#### WORK INSTRUCTIONS:
Each line below that carries the string "Hash" must appear in the answer.

MATERIAL FOR THIS EXERCISE START

//! depsight: dependency and metrics analysis for Java projects
//!
//! Source files are parsed with tree-sitter into a language-neutral entity
//! model. From that model the engine derives a typed dependency graph,
//! afferent/efferent coupling and instability, circular dependencies, unused
//! classes and methods, exact and near-duplicate methods, and a metrics
//! roll-up with maintainability index, technical debt and a health grade,
//! plus a search for structural code patterns such as singletons and factories.
//!
//! # Example
//!
//! ```ignore
//! use depsight_engine::{Analyzer, AnalyzerConfig};
//! use std::path::Path;
//!
//! let analyzer = Analyzer::new(AnalyzerConfig::default());
//! let analysis = analyzer.analyze_all(Path::new("path/to/project"))?;
//!
//! println!("health {:.1} ({})", analysis.metrics.health.score, analysis.metrics.health.grade.as_str());
//! for cycle in &analysis.dependencies.cycles.cycles {
//!     println!("cycle: {}", cycle.join(" -> "));
//! }
//! ```

pub mod analysis;
pub mod cache;
pub mod cli;
pub mod commands;
pub mod config;
pub mod coupling;
pub mod cycles;
pub mod detectors;
pub mod duplication;
pub mod error;
pub mod extract;
pub mod graph;
pub mod indexing;
pub mod lang;
pub mod metrics;
pub mod patterns;
pub mod resolve;
pub mod schema;
pub mod unused;
pub mod utils;

// Re-export commonly used types
pub use analysis::{
    format_analysis_report, format_summary, Analyzer, DependencyResult, GraphResult, MetricsResult,
    ProjectAnalysis, ProjectSummary,
};
pub use cache::{CacheDir, ResultCache};
pub use cli::{Cli, OutputFormat};
pub use config::{AnalyzerConfig, CycleStrategy};
pub use coupling::{calculate_coupling, CouplingMetrics, CouplingReport, StabilityBand};
pub use cycles::{detect_cycles, CycleReport};
pub use duplication::{detect_duplicates, DuplicationGroup, DuplicationKind, MethodBody};
pub use error::{EngineError, Result};
pub use extract::{parse_and_extract, FileExtraction};
pub use graph::{DependencyEdge, DependencyGraph, EdgeKind, GraphDiagnostics};
pub use indexing::{EntityProvider, JavaProvider, ProviderOutput};
pub use lang::Lang;
pub use metrics::{ClassMetrics, HealthAssessment, HealthGrade, ProjectMetrics};
pub use patterns::{find_patterns, CodePattern, PatternMatch, PatternSearchResult};
pub use resolve::{ProjectResolver, SymbolResolver};
pub use schema::{Entity, EntityKind, EntityModel, Member, MemberKind, Reference, ReferenceKind, Visibility};
pub use unused::{DefaultEntryPoints, EntryPointPolicy};
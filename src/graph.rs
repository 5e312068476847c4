//! Dependency graph construction
//!
//! Each entity is folded independently into an [`EntityDependencies`] record
//! (in parallel), then the records are merged into one [`DependencyGraph`].
//! Edges only ever point at entities in the snapshot; references that resolve
//! to nothing are dropped and counted in [`GraphDiagnostics`].

use std::collections::{BTreeMap, BTreeSet};

use rayon::prelude::*;
use serde::{Deserialize, Serialize};
use tracing::debug;

use crate::resolve::{type_names, ProjectResolver, SymbolResolver};
use crate::schema::{package_of, Entity, EntityModel, Reference, ReferenceKind, SkippedFile, UNRESOLVED_PREFIX};

/// How one entity uses another
#[derive(Debug, Clone, Copy, PartialEq, Eq, Hash, PartialOrd, Ord, Serialize, Deserialize)]
#[serde(rename_all = "kebab-case")]
pub enum EdgeKind {
    Inherits,
    Implements,
    Calls,
    ReferencesField,
    Instantiates,
    /// Field, return or parameter type, or a local type use
    ReferencesType,
}

impl EdgeKind {
    pub fn as_str(&self) -> &'static str {
        match self {
            Self::Inherits => "inherits",
            Self::Implements => "implements",
            Self::Calls => "calls",
            Self::ReferencesField => "references-field",
            Self::Instantiates => "instantiates",
            Self::ReferencesType => "references-type",
        }
    }
}

/// A typed edge between two entities of the snapshot
#[derive(Debug, Clone, PartialEq, Eq, Hash, PartialOrd, Ord, Serialize, Deserialize)]
pub struct DependencyEdge {
    pub source: String,
    pub target: String,
    pub kind: EdgeKind,
}

/// Counters for everything the builder could not place in the graph
#[derive(Debug, Clone, Default, PartialEq, Serialize, Deserialize)]
pub struct GraphDiagnostics {
    /// Method calls kept under the `UNRESOLVED` bucket
    pub unresolved_calls: usize,
    /// Other references that resolved to no project entity
    pub dropped_references: usize,
    /// Files the front-end skipped
    #[serde(default, skip_serializing_if = "Vec::is_empty")]
    pub skipped_files: Vec<SkippedFile>,
}

/// Dependencies of a single entity, computed without shared state
#[derive(Debug, Clone, Default)]
pub struct EntityDependencies {
    pub entity: String,
    /// Project entities this one depends on
    pub depends_on: BTreeSet<String>,
    /// `Target.method` strings, `UNRESOLVED.method` when the target is unknown
    pub method_calls: BTreeSet<String>,
    /// `Target.field` strings, `UNRESOLVED.field` when the target is unknown
    pub field_references: BTreeSet<String>,
    /// Distinct typed edges
    pub edges: BTreeSet<DependencyEdge>,
    /// One entry per resolved call site, including `Target.<init>` for instantiations
    pub call_sites: Vec<String>,
    /// One entry per resolved call, instantiation or field access on another entity
    pub usages: Vec<String>,
    pub unresolved_calls: usize,
    pub dropped_references: usize,
}

impl EntityDependencies {
    fn new(entity: &str) -> Self {
        Self {
            entity: entity.to_string(),
            ..Default::default()
        }
    }

    fn add_edge(&mut self, target: String, kind: EdgeKind) {
        self.depends_on.insert(target.clone());
        self.edges.insert(DependencyEdge {
            source: self.entity.clone(),
            target,
            kind,
        });
    }

    fn add_usage(&mut self, target: &str) {
        if target != self.entity {
            self.usages.push(target.to_string());
        }
    }
}

/// Fold one entity against the resolver
pub fn fold_entity(entity: &Entity, resolver: &dyn SymbolResolver) -> EntityDependencies {
    let mut deps = EntityDependencies::new(&entity.qualified_name);

    for name in &entity.extends {
        match resolver.resolve(name, None) {
            Some(target) => deps.add_edge(target, EdgeKind::Inherits),
            None => deps.dropped_references += 1,
        }
    }

    for name in &entity.implements {
        match resolver.resolve(name, None) {
            Some(target) => deps.add_edge(target, EdgeKind::Implements),
            None => deps.dropped_references += 1,
        }
    }

    for member in &entity.members {
        let declared = member
            .type_name
            .iter()
            .chain(member.parameters.iter().map(|p| &p.type_name));
        for written in declared {
            for name in type_names(written) {
                match resolver.resolve(name, None) {
                    Some(target) => deps.add_edge(target, EdgeKind::ReferencesType),
                    None => deps.dropped_references += 1,
                }
            }
        }

        for reference in &member.references {
            fold_reference(&mut deps, reference, resolver);
        }
    }

    for reference in &entity.references {
        fold_reference(&mut deps, reference, resolver);
    }

    deps
}

fn fold_reference(deps: &mut EntityDependencies, reference: &Reference, resolver: &dyn SymbolResolver) {
    let target = reference
        .target
        .as_deref()
        .and_then(|t| resolver.resolve(t, reference.resolved.as_deref()));
    let member = reference.member.as_deref().unwrap_or_default();

    match reference.kind {
        ReferenceKind::MethodCall => match target {
            Some(target) => {
                let call = format!("{}.{}", target, member);
                deps.method_calls.insert(call.clone());
                deps.call_sites.push(call);
                deps.add_usage(&target);
                deps.add_edge(target, EdgeKind::Calls);
            }
            None => {
                deps.method_calls
                    .insert(format!("{}.{}", UNRESOLVED_PREFIX, member));
                deps.unresolved_calls += 1;
            }
        },
        ReferenceKind::Instantiation => match target {
            Some(target) => {
                deps.call_sites.push(format!("{}.<init>", target));
                deps.add_usage(&target);
                deps.add_edge(target, EdgeKind::Instantiates);
            }
            None => deps.dropped_references += 1,
        },
        ReferenceKind::FieldAccess => match target {
            Some(target) => {
                deps.field_references
                    .insert(format!("{}.{}", target, member));
                deps.add_usage(&target);
                deps.add_edge(target, EdgeKind::ReferencesField);
            }
            None => {
                deps.field_references
                    .insert(format!("{}.{}", UNRESOLVED_PREFIX, member));
                deps.dropped_references += 1;
            }
        },
        ReferenceKind::TypeUse => match target {
            Some(target) => deps.add_edge(target, EdgeKind::ReferencesType),
            None => deps.dropped_references += 1,
        },
    }
}

/// The merged dependency graph of one snapshot
#[derive(Debug, Clone, Default, Serialize, Deserialize)]
pub struct DependencyGraph {
    /// Entity -> project-local entities it depends on (every entity has a key)
    pub class_dependencies: BTreeMap<String, BTreeSet<String>>,
    /// Entity -> `Target.method` strings
    pub method_calls: BTreeMap<String, BTreeSet<String>>,
    /// Entity -> `Target.field` strings
    pub field_references: BTreeMap<String, BTreeSet<String>>,
    /// Package -> packages it depends on, same-package edges dropped
    pub package_dependencies: BTreeMap<String, BTreeSet<String>>,
    /// Every distinct typed edge, sorted
    pub edges: Vec<DependencyEdge>,
    /// `Target.method` -> number of resolved call sites
    pub call_counts: BTreeMap<String, usize>,
    /// `Target.method` -> entities calling it
    pub callers: BTreeMap<String, BTreeSet<String>>,
    /// Entity -> references from other entities (calls, instantiations, field accesses)
    pub usage_counts: BTreeMap<String, usize>,
    pub diagnostics: GraphDiagnostics,
}

impl DependencyGraph {
    /// Build with the default two-stage resolver
    pub fn build(model: &EntityModel) -> Self {
        let resolver = ProjectResolver::new(model);
        Self::build_with(model, &resolver)
    }

    /// Build with a caller-supplied resolver
    pub fn build_with(model: &EntityModel, resolver: &dyn SymbolResolver) -> Self {
        let entities: Vec<&Entity> = model.iter().collect();
        let folds: Vec<EntityDependencies> = entities
            .par_iter()
            .map(|entity| fold_entity(entity, resolver))
            .collect();

        let graph = Self::merge(model, folds);
        debug!(
            "Built dependency graph: {} entities, {} edges, {} unresolved calls",
            graph.class_dependencies.len(),
            graph.edges.len(),
            graph.diagnostics.unresolved_calls
        );
        graph
    }

    /// Merge per-entity folds; the single synchronization point of a build
    pub fn merge(model: &EntityModel, folds: Vec<EntityDependencies>) -> Self {
        let mut graph = Self::default();
        for name in model.names() {
            graph.class_dependencies.insert(name.to_string(), BTreeSet::new());
            graph.usage_counts.insert(name.to_string(), 0);
        }

        let mut edges = BTreeSet::new();
        for fold in folds {
            for call in &fold.call_sites {
                *graph.call_counts.entry(call.clone()).or_insert(0) += 1;
                graph
                    .callers
                    .entry(call.clone())
                    .or_default()
                    .insert(fold.entity.clone());
            }
            for target in &fold.usages {
                *graph.usage_counts.entry(target.clone()).or_insert(0) += 1;
            }

            if let Some(entity) = model.get(&fold.entity) {
                let source_package = entity.package.as_str();
                for target in &fold.depends_on {
                    let target_package = model
                        .get(target)
                        .map(|e| e.package.as_str())
                        .unwrap_or_else(|| package_of(target));
                    if source_package != target_package {
                        graph
                            .package_dependencies
                            .entry(source_package.to_string())
                            .or_default()
                            .insert(target_package.to_string());
                    }
                }
            }

            graph.diagnostics.unresolved_calls += fold.unresolved_calls;
            graph.diagnostics.dropped_references += fold.dropped_references;
            edges.extend(fold.edges);

            if !fold.method_calls.is_empty() {
                graph.method_calls.insert(fold.entity.clone(), fold.method_calls);
            }
            if !fold.field_references.is_empty() {
                graph
                    .field_references
                    .insert(fold.entity.clone(), fold.field_references);
            }
            graph.class_dependencies.insert(fold.entity, fold.depends_on);
        }

        graph.edges = edges.into_iter().collect();
        graph
    }

    /// Attach front-end skip diagnostics
    pub fn with_skipped_files(mut self, skipped: Vec<SkippedFile>) -> Self {
        self.diagnostics.skipped_files = skipped;
        self
    }

    pub fn node_count(&self) -> usize {
        self.class_dependencies.len()
    }

    /// Number of distinct (source, target) pairs
    pub fn edge_count(&self) -> usize {
        self.class_dependencies.values().map(BTreeSet::len).sum()
    }

    /// Entities some other entity (or itself) depends on
    pub fn referenced_entities(&self) -> BTreeSet<&str> {
        self.class_dependencies
            .values()
            .flat_map(|targets| targets.iter().map(String::as_str))
            .collect()
    }

    /// Entities that depend on `name`
    pub fn dependents_of(&self, name: &str) -> Vec<&str> {
        self.class_dependencies
            .iter()
            .filter(|(_, targets)| targets.contains(name))
            .map(|(source, _)| source.as_str())
            .collect()
    }
}
//! Unused code detection
//!
//! An entity is unused when no dependency set names it and it is not an entry
//! point. A method is unused when no resolved call site targets it and it is
//! not an entry-point method. Entry points come from an [`EntryPointPolicy`].

use std::collections::{BTreeMap, BTreeSet};

use crate::config::EntryPointConfig;
use crate::schema::{Entity, EntityModel, Member};

/// Decides which code is reachable from outside the analyzed sources
pub trait EntryPointPolicy: Send + Sync {
    /// Entity invoked by a runtime, framework or test harness
    fn is_entry_point(&self, entity: &Entity) -> bool;

    /// Method invoked by a runtime, framework or test harness
    fn is_entry_point_method(&self, entity: &Entity, method: &Member) -> bool;
}

/// Main methods, test naming conventions and framework annotations
#[derive(Debug, Clone, Default)]
pub struct DefaultEntryPoints {
    config: EntryPointConfig,
}

impl DefaultEntryPoints {
    pub fn new(config: EntryPointConfig) -> Self {
        Self { config }
    }

    fn is_test_name(&self, name: &str) -> bool {
        self.config.test_suffixes.iter().any(|s| name.ends_with(s.as_str()))
    }
}

impl EntryPointPolicy for DefaultEntryPoints {
    fn is_entry_point(&self, entity: &Entity) -> bool {
        if entity.has_main_method() || self.is_test_name(&entity.name) {
            return true;
        }

        let marker = self.config.test_path_marker.as_str();
        if !marker.is_empty() && entity.file_path.replace('\\', "/").contains(marker) {
            return true;
        }

        self.config
            .annotations
            .iter()
            .any(|a| entity.has_annotation(a))
    }

    fn is_entry_point_method(&self, entity: &Entity, method: &Member) -> bool {
        if method.name == "main" || method.name.contains("Test") || method.name.starts_with("test") {
            return true;
        }
        if self.is_test_name(&entity.name) {
            return true;
        }
        self.config
            .method_annotations
            .iter()
            .any(|a| method.has_annotation(a))
    }
}

/// Entities nothing depends on, minus entry points, in name order
pub fn find_unused_classes(
    model: &EntityModel,
    class_dependencies: &BTreeMap<String, BTreeSet<String>>,
    policy: &dyn EntryPointPolicy,
) -> Vec<String> {
    let referenced: BTreeSet<&str> = class_dependencies
        .values()
        .flat_map(|targets| targets.iter().map(String::as_str))
        .collect();

    model
        .iter()
        .filter(|entity| !referenced.contains(entity.qualified_name.as_str()))
        .filter(|entity| !policy.is_entry_point(entity))
        .map(|entity| entity.qualified_name.clone())
        .collect()
}

/// `Owner.method` ids with no recorded call, minus entry-point methods
///
/// Overloads share one id; any call to the name marks all of them used.
pub fn find_unused_methods(
    model: &EntityModel,
    call_counts: &BTreeMap<String, usize>,
    policy: &dyn EntryPointPolicy,
) -> Vec<String> {
    let mut unused = BTreeSet::new();

    for entity in model.iter() {
        for method in entity.methods() {
            let key = entity.member_key(method);
            if call_counts.get(&key).copied().unwrap_or(0) > 0 {
                continue;
            }
            if policy.is_entry_point_method(entity, method) {
                continue;
            }
            unused.insert(key);
        }
    }

    // An overload marked as an entry point keeps the shared id alive
    for entity in model.iter() {
        for method in entity.methods() {
            if policy.is_entry_point_method(entity, method) {
                unused.remove(&entity.member_key(method));
            }
        }
    }

    unused.into_iter().collect()
}

#[cfg(test)]
mod tests {
    use super::*;
    use crate::schema::{EntityKind, Visibility};

    fn class(name: &str) -> Entity {
        Entity::new(EntityKind::Class, "app", name, &format!("src/main/java/app/{}.java", name))
    }

    fn main_method() -> Member {
        Member::method("main", "void")
            .with_visibility(Visibility::Public)
            .with_static(true)
            .with_parameter("args", "String[]")
    }

    #[test]
    fn test_entry_point_rules() {
        let policy = DefaultEntryPoints::default();

        assert!(policy.is_entry_point(&class("App").with_member(main_method())));
        assert!(policy.is_entry_point(&class("OrderServiceTest")));
        assert!(policy.is_entry_point(&class("OrderTests")));
        assert!(policy.is_entry_point(&class("OrderService").with_annotation("Service")));
        assert!(policy.is_entry_point(&Entity::new(
            EntityKind::Class,
            "app",
            "Fixture",
            "src/test/java/app/Fixture.java"
        )));
        assert!(!policy.is_entry_point(&class("Helper")));
    }

    #[test]
    fn test_unused_classes() {
        let model: EntityModel = [
            class("App").with_member(main_method()),
            class("Used"),
            class("Orphan"),
            class("Selfish"),
        ]
        .into_iter()
        .collect();

        let mut deps: BTreeMap<String, BTreeSet<String>> =
            model.names().map(|n| (n.to_string(), BTreeSet::new())).collect();
        deps.get_mut("app.App").unwrap().insert("app.Used".to_string());
        deps.get_mut("app.Selfish").unwrap().insert("app.Selfish".to_string());

        let unused = find_unused_classes(&model, &deps, &DefaultEntryPoints::default());
        assert_eq!(unused, vec!["app.Orphan"]);
    }

    #[test]
    fn test_unused_methods() {
        let model: EntityModel = [class("Service")
            .with_member(Member::method("run", "void"))
            .with_member(Member::method("helper", "void"))
            .with_member(Member::method("init", "void").with_annotation("PostConstruct"))
            .with_member(Member::method("toString", "String").with_annotation("Override"))]
        .into_iter()
        .collect();

        let mut calls = BTreeMap::new();
        calls.insert("app.Service.helper".to_string(), 2);

        let unused = find_unused_methods(&model, &calls, &DefaultEntryPoints::default());
        assert_eq!(unused, vec!["app.Service.run"]);
    }
}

MATERIAL FOR THIS EXERCISE END

#### YOUR SOLUTION:
#[derive(Debug, Clone, Copy, PartialEq, Eq, Hash, PartialOrd, Ord, Serialize, Deserialize)]
#[derive(Debug, Clone, PartialEq, Eq, Hash, PartialOrd, Ord, Serialize, Deserialize)]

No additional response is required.